Complex questions such as understanding mechanisms of metal homeostasis in biological systems can be addressed through use of hybrid methods which enable studies at different length and time scales. These approaches may involve complementary use of techniques like macromolecular crystallography which yields the structure at atomic resolution together. with spectroscopic imaging which may provide spatial information. Similarly, information from time resolved solution X-ray scattering experiments may be combined with cryoEM to follow conformational changes during protein-protein or protein-ligand interactions. Advanced instrumentation at synchrotron radiation sources provide a wide spectrum tools for structural studies of biological systems at different levels. Specifically, macromolecular crystallography, small angle X-ray solution scattering (SAXS), X-ray absorption and fluorescence spectroscopy (XAS), and imaging are enabling studies of structure-function relationships at different resolutions from atomic to cellular scale. In this talk results of experiments with two metal binding proteins; a Cd-binding metallothionein isolated from durum wheat (dMT) and the periplasmic ferric binding protein from H. influenzae (FbpA) will be presented. For dMT, combined results from SAXS, circular dichroism, absorption spectroscopy and in situ dMT expression studies show that the apo protein has a flexible extended structure which stably folds in the presence of metals and that the folded and unfolded conformations are sensitive to environmental pH conditions. For FbpA, differences in conformation between apo and holo forms are shown together with differences with the allosteric mutant D52A. It is also shown that, despite its stable secondary structure the apo protein enough flexibility to accommodate different conformations in solution. These results will be discussed in the context of the current models for metal binding mechanisms for both proteins. Moreover, possible role of dMT in Cd toxicity in humans and how structural features of FbpA may be generalized to other periplasmic transport proteins will be presented.

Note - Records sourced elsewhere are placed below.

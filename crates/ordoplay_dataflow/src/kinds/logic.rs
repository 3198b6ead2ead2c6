// SPDX-License-Identifier: MIT OR Apache-2.0
//! Flow control nodes.

use crate::node::{CalculateContext, NodeBehavior, NodeCategory, NodeRegistry, NodeType};
use crate::port::{PortSpec, PortType, PortValue};

/// Passes its value through only while open; a closed gate is not ready
#[derive(Debug, Default, Clone, Copy)]
pub struct Gate;

impl NodeBehavior for Gate {
    fn calculate(&mut self, ctx: &mut CalculateContext<'_>) -> bool {
        let Some(value) = ctx.input(0).cloned() else {
            return false;
        };
        if ctx.set_output(0, value).is_err() {
            return false;
        }
        ctx.input(1).and_then(PortValue::as_bool).unwrap_or(false)
    }
}

/// Create the logic node registry
pub fn create_logic_registry() -> NodeRegistry {
    let mut registry = NodeRegistry::new();

    registry.register(
        NodeType {
            id: "gate".to_string(),
            name: "Gate".to_string(),
            category: NodeCategory::Logic,
            description: "Holds back downstream calculation until Open is true".to_string(),
            inputs: vec![
                PortSpec::input("Value", PortType::Any),
                PortSpec::input("Open", PortType::Bool).with_default(PortValue::Bool(true)),
            ],
            outputs: vec![PortSpec::output("Value", PortType::Any)],
            allow_recursion: false,
            continue_calculation: true,
        },
        || Gate,
    );

    registry
}

#[cfg(test)]
mod tests {
    use super::*;
    use crate::node::NodeId;

    #[test]
    fn test_closed_gate_is_not_ready() {
        let types = [PortType::Any];
        let mut gate = Gate;

        let open = [Some(PortValue::Int(1)), Some(PortValue::Bool(true))];
        let mut ctx = CalculateContext::new(NodeId(0), &open, &types);
        assert!(gate.calculate(&mut ctx));
        assert_eq!(ctx.staged_output(0), Some(&PortValue::Int(1)));

        let closed = [Some(PortValue::Int(1)), Some(PortValue::Bool(false))];
        let mut ctx = CalculateContext::new(NodeId(0), &closed, &types);
        assert!(!gate.calculate(&mut ctx));

        let empty = [None, Some(PortValue::Bool(true))];
        let mut ctx = CalculateContext::new(NodeId(0), &empty, &types);
        assert!(!gate.calculate(&mut ctx));
    }
}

Dr. Zehra Sayers is a molecular biophysicist researching mainly on synchrotron X-ray structure analysis of biological macromolecules. She holds a BSc in Physics (Bogazici University, Istanbul) and a PhD in Biophysics (University of London). She was a post-doc in the UK and Sweden and was a staff scientist at European Molecular Biology Laboratory (EMBL) Hamburg Outstation (1986-1998) before joining Sabanci University in Istanbul as a founding faculty member. Here she was the Director of Foundation Development Program (2010-2019) and served as the interim President in 2018. Currently she is on a sabbatical at the EMBL Outstation in Hamburg. Dr. Sayers has been the Chair of the Scientific Advisory Committee of the international synchrotron radiation facilityy project SESAME (Synchrotron-light for Experimental Science and Applications in the Middle East) from its early stages until 2018. Her contributions to the realization of this project have been internationally recognized with the Rammal Award in 2017 and AAAS Science Diplomacy Award in 2019. She is also an honorary member of the Science Academy of Turkey.